Drako is a planet on the fringe of civilized space suitable for colonization, but a society of telepathic wolves already occupies the world. When a colony ship lands on Drako, the wolves try to communicate but find no intelligent creatures to mindspeak with them. The wolves watch as colonists develop Drako into a recreation planet for wealthy tourists. Settlers became feudal lords, desert sheiks, oriental samurai, and ordinary peasants depending on their level of investment. After several generations of catering to tourism, the monarchy revolted against technology and closed Drako to offworld visitors. Distaste for technology mutated into superstitious hatred, and anyone caught with spacer tools or weapons could be executed.
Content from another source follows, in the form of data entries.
pub mod sqlite;

use crate::model::ExperimentStatus;
use thiserror::Error;

#[derive(Error, Debug)]
pub enum StoreError {
    #[error("Database query failed")]
    Sqlite(#[from] rusqlite::Error),
    #[error("Stored timestamp is not valid RFC 3339")]
    CorruptTimestamp(#[from] chrono::ParseError),
    #[error("Stored status {0} is outside the closed status set")]
    CorruptStatus(i8),
    #[error("Illegal status transition {from} -> {to}")]
    IllegalTransition {
        from: ExperimentStatus,
        to: ExperimentStatus,
    },
    #[error("Experiment {0} does not exist")]
    UnknownExperiment(String),
}
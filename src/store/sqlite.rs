use super::StoreError;
use crate::model::{
    Algorithm, AlgorithmParameter, ClusterParameters, ExperimentId, ExperimentRequest,
    ExperimentResult, ExperimentStatus, ParameterValue, ParameterValueBinding,
};
use chrono::{DateTime, SecondsFormat, Utc};
use parking_lot::{lock_api::ArcMutexGuard, FairMutex, RawFairMutex};
use rusqlite::{params, Connection, OptionalExtension, Row};
use std::{path::Path, sync::Arc};
use tracing::{debug, error, info};
use tracing_unwrap::ResultExt;

#[derive(Debug, Clone)]
/// Transparent, thread safe wrapper over `InnerStore`
pub struct SharedStore(Arc<FairMutex<InnerStore>>);

#[derive(Debug)]
pub struct InnerStore {
    connection: Connection,
}

impl SharedStore {
    pub fn new(inner: InnerStore) -> Self {
        Self(Arc::new(FairMutex::new(inner)))
    }

    fn lock(&self) -> ArcMutexGuard<RawFairMutex, InnerStore> {
        self.0.lock_arc()
    }

    pub fn open(path: &Path) -> Result<Self, StoreError> {
        Ok(Self::new(InnerStore::open(path)?))
    }

    pub fn open_in_memory() -> Result<Self, StoreError> {
        Ok(Self::new(InnerStore::open_in_memory()?))
    }

    pub fn init(&self) -> Result<(), StoreError> {
        self.lock().init()
    }

    pub fn close(self) -> Result<(), StoreError> {
        Arc::try_unwrap(self.0).unwrap_or_log().into_inner().close()
    }

    pub fn insert_algorithm(
        &self,
        algorithm: &Algorithm,
        parameters: &[(String, u32)],
    ) -> Result<(), StoreError> {
        self.lock().insert_algorithm(algorithm, parameters)
    }

    pub fn algorithm(&self, id: &str) -> Result<Option<Algorithm>, StoreError> {
        self.lock().algorithm(id)
    }

    pub fn algorithm_parameters(
        &self,
        algorithm_id: &str,
    ) -> Result<Vec<AlgorithmParameter>, StoreError> {
        self.lock().algorithm_parameters(algorithm_id)
    }

    pub fn insert_experiment(
        &self,
        request: &ExperimentRequest,
        cluster: &ClusterParameters,
        values: &[ParameterValueBinding],
    ) -> Result<(), StoreError> {
        self.lock().insert_experiment(request, cluster, values)
    }

    pub fn next_queued(&self) -> Result<Option<ExperimentRequest>, StoreError> {
        self.lock().next_queued()
    }

    pub fn queued_ids(&self) -> Result<Vec<ExperimentId>, StoreError> {
        self.lock().queued_ids()
    }

    pub fn update_status(
        &self,
        id: &str,
        status: ExperimentStatus,
        error_message: Option<&str>,
    ) -> Result<(), StoreError> {
        self.lock().update_status(id, status, error_message)
    }

    pub fn experiment(&self, id: &str) -> Result<Option<ExperimentRequest>, StoreError> {
        self.lock().experiment(id)
    }

    pub fn status(&self, id: &str) -> Result<Option<ExperimentStatus>, StoreError> {
        self.lock().status(id)
    }

    pub fn cluster_parameters(&self, id: &str) -> Result<Option<ClusterParameters>, StoreError> {
        self.lock().cluster_parameters(id)
    }

    pub fn parameter_values(&self, id: &str) -> Result<Vec<ParameterValue>, StoreError> {
        self.lock().parameter_values(id)
    }

    pub fn attach_result(&self, result: &ExperimentResult) -> Result<(), StoreError> {
        self.lock().attach_result(result)
    }

    pub fn result(&self, id: &str) -> Result<Option<ExperimentResult>, StoreError> {
        self.lock().result(id)
    }
}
In civilized space scientists invented Transfer, a means to insure immortality by moving a human mind into a clone—free of hereditary defects. Every fifty years (a span) an individual qualified for Transfer but the tradeoff was large debt to the Institute. Governments toppled and war left the Institute in total control. Individuals were virtual slaves to Institute rules, but the inventors of Transfer became a threat.
When the medical spaceship Zebulon flees from an Institute death sentence, the captain doesn’t know an assassin infiltrated his crew. They picked the remote planet of Drako for their exile where a dying king needs an heir, and hereditary lords hate spacers. When the king forces Captain Donovan to compete for the crown to protect the lives of his crew. Faced with superstitions, hatred, and eminent danger, the crew must adapt to a feudal society without using modern tools or weapons. Fortunately the Transfer process enhanced the natural talents of each person and might give them an advantage. When Kriegen, the leader of a wolf pack makes telepathic contact with Donovan, he gains a valuable ally agains Jarrack, the Institute assassin who is determined to kill him.